June 2015
I am an assistant professor at Chadron State College where I teach writing and American literature. Though no longer a practicing Catholic, I still find myself drawn to the rituals I observed so ardently as a boy. "Sacred Heart" appears in my first book of poetry, Another City, which recently was published by (and is available at) FutureCycle Press.
Sacred Heart
I miss riding with my father in his El Camino, praying a Hail Mary
whenever an ambulance sounded in the distance. I miss my mother
knocking on my door each Sunday morning insisting it was an insult
to Jesus Himself if I did not get out of bed. There was the white cassock I wore
as an altar boy. The Feast of the Ascension when Tom Carter, yawning wide,
dropped the thirty pound wooden cross. I miss Father Barry’s horrified gasp.

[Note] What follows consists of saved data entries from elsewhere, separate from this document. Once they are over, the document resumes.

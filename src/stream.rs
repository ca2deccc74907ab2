//! Reader and writer halves of a bounded-chunk asynchronous stream.

use std::mem;
use std::sync::atomic::{AtomicBool, Ordering::Relaxed};

use crate::abi::{RETURN_CODE_CANCELLED, RETURN_CODE_COMPLETED, RETURN_CODE_DROPPED};
use crate::alloc::Pinner;
use crate::handle::Handle;
use crate::task::{self, RunOnDrop};

/// Per-payload-type operations for a stream, normally produced by generated
/// bindings.  See [`crate::FutureVtable`] for the lift/lower and restore
/// closure contracts; the transport entry points additionally take the
/// element count of the transfer.
pub struct StreamVtable<T> {
    pub size: usize,
    pub align: usize,
    pub read: unsafe fn(handle: u32, buffer: *mut u8, count: u32) -> u32,
    pub write: unsafe fn(handle: u32, buffer: *mut u8, count: u32) -> u32,
    pub cancel_read: unsafe fn(handle: u32) -> u32,
    pub cancel_write: unsafe fn(handle: u32) -> u32,
    pub drop_readable: unsafe fn(handle: u32),
    pub drop_writable: unsafe fn(handle: u32),
    pub lift: Option<unsafe fn(source: *mut u8) -> T>,
    pub lower:
        Option<fn(pinner: &mut Pinner, value: &T, destination: *mut u8) -> Box<dyn FnOnce()>>,
}

/// The read half of a stream.
///
/// Unlike a future, a stream endpoint outlives any single operation: each
/// read borrows the handle and returns it on the way out, so a concurrent
/// read aborts with "nil handle" while a later sequential one succeeds.
pub struct StreamReader<T: 'static> {
    vtable: &'static StreamVtable<T>,
    handle: Handle,
    writer_dropped: AtomicBool,
}

impl<T> StreamReader<T> {
    pub fn new(vtable: &'static StreamVtable<T>, handle: u32) -> Self {
        Self {
            vtable,
            handle: Handle::new(handle),
            writer_dropped: AtomicBool::new(false),
        }
    }

    /// Whether the peer has dropped its writer.  Once this reports `true`,
    /// every subsequent [`StreamReader::read`] returns `0`.
    pub fn writer_dropped(&self) -> bool {
        self.writer_dropped.load(Relaxed)
    }

    /// Park until elements arrive, filling `dst` from the front and
    /// returning how many were received.  Aborts if `dst` is empty.
    pub fn read(&self, dst: &mut [T]) -> u32 {
        assert!(!dst.is_empty(), "stream read destination cannot be empty");

        let handle = self.handle.take();
        let _restore_handle = RunOnDrop::new(|| self.handle.set(handle));

        if self.writer_dropped() {
            return 0;
        }

        let mut pinner = Pinner::new();
        let buffer = if self.vtable.lift.is_some() {
            pinner.allocate(self.vtable.size * dst.len(), self.vtable.align)
        } else {
            debug_assert_eq!(self.vtable.size, mem::size_of::<T>());
            dst.as_mut_ptr() as *mut u8
        };

        let (code, count) = task::future_or_stream_wait(
            unsafe { (self.vtable.read)(handle, buffer, dst.len() as u32) },
            handle,
        );

        match code {
            RETURN_CODE_COMPLETED => {}
            RETURN_CODE_DROPPED => self.writer_dropped.store(true, Relaxed),
            RETURN_CODE_CANCELLED => panic!("stream read cancelled before completing"),
            _ => panic!("unexpected stream read code: {code}"),
        }

        if let Some(lift) = self.vtable.lift {
            for index in 0..count as usize {
                dst[index] = unsafe { lift(buffer.add(index * self.vtable.size)) };
            }
        }

        log::trace!("stream read of {count} element(s) on handle {handle}");
        count
    }

    /// Surrender the raw handle, e.g. to pass the endpoint across a call
    /// boundary.
    pub fn into_handle(self) -> u32 {
        self.handle.take()
    }
}

impl<T> Drop for StreamReader<T> {
    fn drop(&mut self) {
        if let Some(handle) = self.handle.take_or_none() {
            unsafe { (self.vtable.drop_readable)(handle) }
        }
    }
}

/// The write half of a stream.
pub struct StreamWriter<T: 'static> {
    vtable: &'static StreamVtable<T>,
    handle: Handle,
    reader_dropped: AtomicBool,
}

impl<T> StreamWriter<T> {
    pub fn new(vtable: &'static StreamVtable<T>, handle: u32) -> Self {
        Self {
            vtable,
            handle: Handle::new(handle),
            reader_dropped: AtomicBool::new(false),
        }
    }

    /// Whether the peer has dropped its reader.  Once this reports `true`,
    /// every subsequent write returns `0`.
    pub fn reader_dropped(&self) -> bool {
        self.reader_dropped.load(Relaxed)
    }

    /// Offer `items` to the peer, parking until the transfer resolves, and
    /// return how many were taken.
    ///
    /// On a partial or failed transfer the restore closures for the
    /// unwritten tail run, in order, before this returns; sub-resources of
    /// items `[count..]` are back in the caller's hands.
    pub fn write(&self, items: &[T]) -> u32 {
        let handle = self.handle.take();
        let _restore_handle = RunOnDrop::new(|| self.handle.set(handle));

        if self.reader_dropped() {
            return 0;
        }

        let mut pinner = Pinner::new();
        let mut restores = Vec::new();
        let buffer = if let Some(lower) = self.vtable.lower {
            let buffer = pinner.allocate(self.vtable.size * items.len(), self.vtable.align);
            restores.reserve(items.len());
            for (index, item) in items.iter().enumerate() {
                restores.push(lower(&mut pinner, item, unsafe {
                    buffer.add(index * self.vtable.size)
                }));
            }
            buffer
        } else {
            debug_assert_eq!(self.vtable.size, mem::size_of::<T>());
            items.as_ptr() as *mut u8
        };

        let (code, count) = task::future_or_stream_wait(
            unsafe { (self.vtable.write)(handle, buffer, items.len() as u32) },
            handle,
        );

        if (count as usize) < restores.len() {
            log::trace!(
                "restoring {} unwritten element(s) on handle {handle}",
                restores.len() - count as usize
            );
            for restore in restores.drain(count as usize..) {
                restore();
            }
        }

        match code {
            RETURN_CODE_COMPLETED => {}
            RETURN_CODE_DROPPED => self.reader_dropped.store(true, Relaxed),
            RETURN_CODE_CANCELLED => panic!("stream write cancelled before completing"),
            _ => panic!("unexpected stream write code: {code}"),
        }

        count
    }

    /// Write all of `items`, looping until everything is taken or the peer
    /// drops its reader.  Returns how many elements were transferred.
    pub fn write_all(&self, items: &[T]) -> u32 {
        let mut offset = 0;
        while offset < items.len() && !self.reader_dropped() {
            offset += self.write(&items[offset..]) as usize;
        }
        offset as u32
    }

    /// Surrender the raw handle, e.g. to pass the endpoint across a call
    /// boundary.
    pub fn into_handle(self) -> u32 {
        self.handle.take()
    }
}

impl<T> Drop for StreamWriter<T> {
    fn drop(&mut self) {
        if let Some(handle) = self.handle.take_or_none() {
            unsafe { (self.vtable.drop_writable)(handle) }
        }
    }
}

Everyone was Irish-Catholic; everyone pretended not to know
each other’s secrets: Mr. O’Shea, in a green blazer each Sunday, who walked out
on a wife and seven children to a start a new life
with a twenty-three-year-old florist. The girl sitting beside me
in eighth grade had hair so fiercely red I couldn’t ignore the crude thoughts
intense as sun flares. I miss Sister O’Connor, eighty years old, blind in one eye,
explaining the function of each bead on the rosary as Ryan McGrath
drew stick figures engaged in sexual acts none of us quite understood.

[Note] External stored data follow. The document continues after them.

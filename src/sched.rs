//! Cooperative scheduling support for the callback loop.
//!
//! The host drives a task through a single re-entrant callback, so the loop
//! may only hand control back once no in-guest task can make progress.  That
//! requires a reliable "everything is blocked or finished" signal, which is
//! produced here by counting runnable tasks: every live task holds one unit
//! of credit while it runs, parking on a [`Channel`] releases it, and each
//! `send` transfers one unit along with the value so that a message in
//! flight still counts as pending work.  When the count reaches zero with an
//! idle hook armed, a sentinel is posted to the hook's channel.

use std::sync::{Arc, Condvar, Mutex};

pub(crate) struct Scheduler {
    inner: Mutex<Inner>,
}

struct Inner {
    runnable: usize,
    on_idle: Option<Arc<Channel<()>>>,
}

impl Scheduler {
    pub fn new() -> Arc<Self> {
        Arc::new(Self {
            inner: Mutex::new(Inner {
                runnable: 0,
                on_idle: None,
            }),
        })
    }

    /// Account for a new runnable task or an in-flight message.
    pub fn credit(&self) {
        self.inner.lock().unwrap().runnable += 1;
    }

    /// Account for a task parking or exiting.  Fires the idle hook when the
    /// last runnable unit disappears.
    pub fn debit(&self) {
        let hook = {
            let mut inner = self.inner.lock().unwrap();
            inner.runnable = inner
                .runnable
                .checked_sub(1)
                .expect("runnable task accounting underflow");
            if inner.runnable == 0 {
                inner.on_idle.clone()
            } else {
                None
            }
        };
        if let Some(wake) = hook {
            log::trace!("all tasks blocked or finished; waking the callback loop");
            wake.send(());
        }
    }

    /// Arm `wake` to receive a sentinel each time the runnable count hits
    /// zero.  Stays armed until [`Scheduler::disarm_idle`].
    pub fn arm_idle(&self, wake: &Arc<Channel<()>>) {
        self.inner.lock().unwrap().on_idle = Some(wake.clone());
    }

    pub fn disarm_idle(&self) {
        self.inner.lock().unwrap().on_idle = None;
    }
}

/// A single-slot rendezvous channel integrated with the runnable accounting.
///
/// `send` never blocks: by protocol the slot is empty whenever a post
/// happens, and posting into an occupied slot aborts.  Exactly one receiver
/// is expected per post.
pub(crate) struct Channel<T> {
    sched: Arc<Scheduler>,
    slot: Mutex<Option<T>>,
    ready: Condvar,
}

impl<T> Channel<T> {
    pub fn new(sched: Arc<Scheduler>) -> Arc<Self> {
        Arc::new(Self {
            sched,
            slot: Mutex::new(None),
            ready: Condvar::new(),
        })
    }

    /// Post a value, transferring one unit of runnable credit to the
    /// receiver.
    pub fn send(&self, value: T) {
        self.sched.credit();
        let mut slot = self.slot.lock().unwrap();
        assert!(slot.is_none(), "rendezvous channel already holds a value");
        *slot = Some(value);
        self.ready.notify_one();
    }

    /// Park until a value arrives.  The caller stops being runnable while
    /// parked; the credit attached to the delivered value keeps it runnable
    /// afterwards.
    pub fn recv(&self) -> T {
        self.sched.debit();
        let mut slot = self.slot.lock().unwrap();
        loop {
            if let Some(value) = slot.take() {
                return value;
            }
            slot = self.ready.wait(slot).unwrap();
        }
    }
}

I will never miss walking to school in ninth grade terrified the distant sky
judged my every thought, or kneeling before my bed praying obsessively,
working myself to tears—three Our Fathers for each person I knew
who had died. I still do not forgive Monsignor O’Neil for instructing me
to say the Act of Contrition as penance for kissing Sara Cook in the backyard
while her parents watched television. But there was the annual church bazaar
where my father, so often angry, ran a ping-pong shooting booth
looking foolishly kind in a torn felt hat. And in eleventh grade Father Hickey
called our house—my mother answering the black rotary telephone—
to ask if I’d come out of altar-boy-retirement to serve Sacred Heart’s
centennial celebration. There was the red cardigan my mother bought,
her hair done proudly, and me ringing the chimes one final time
as Father Hickey raised the Holy Eucharist. I miss the familiarity
of the uncomfortable wooden pews, Father Kelly’s sermons
that oversimplified all human behavior to right and wrong.
And when my mother was dying, Father Hickey—who I had not seen
in fifteen years, his back now hunched with age—
drove to my parents’ house. There was the dignity of my mother’s Last Rites.
How we formed a circle around her, my father’s cheeks red with grief,
as Father Hickey recited the 23rd Psalm. I miss holding my mother’s
still-living hand those minutes before her lungs stopped,
that long hour we waited for the undertaker as her forehead cooled,
and how in the empty silence beside my mother’s body I allowed myself—
once again—to repeat every useless prayer she taught me as a boy.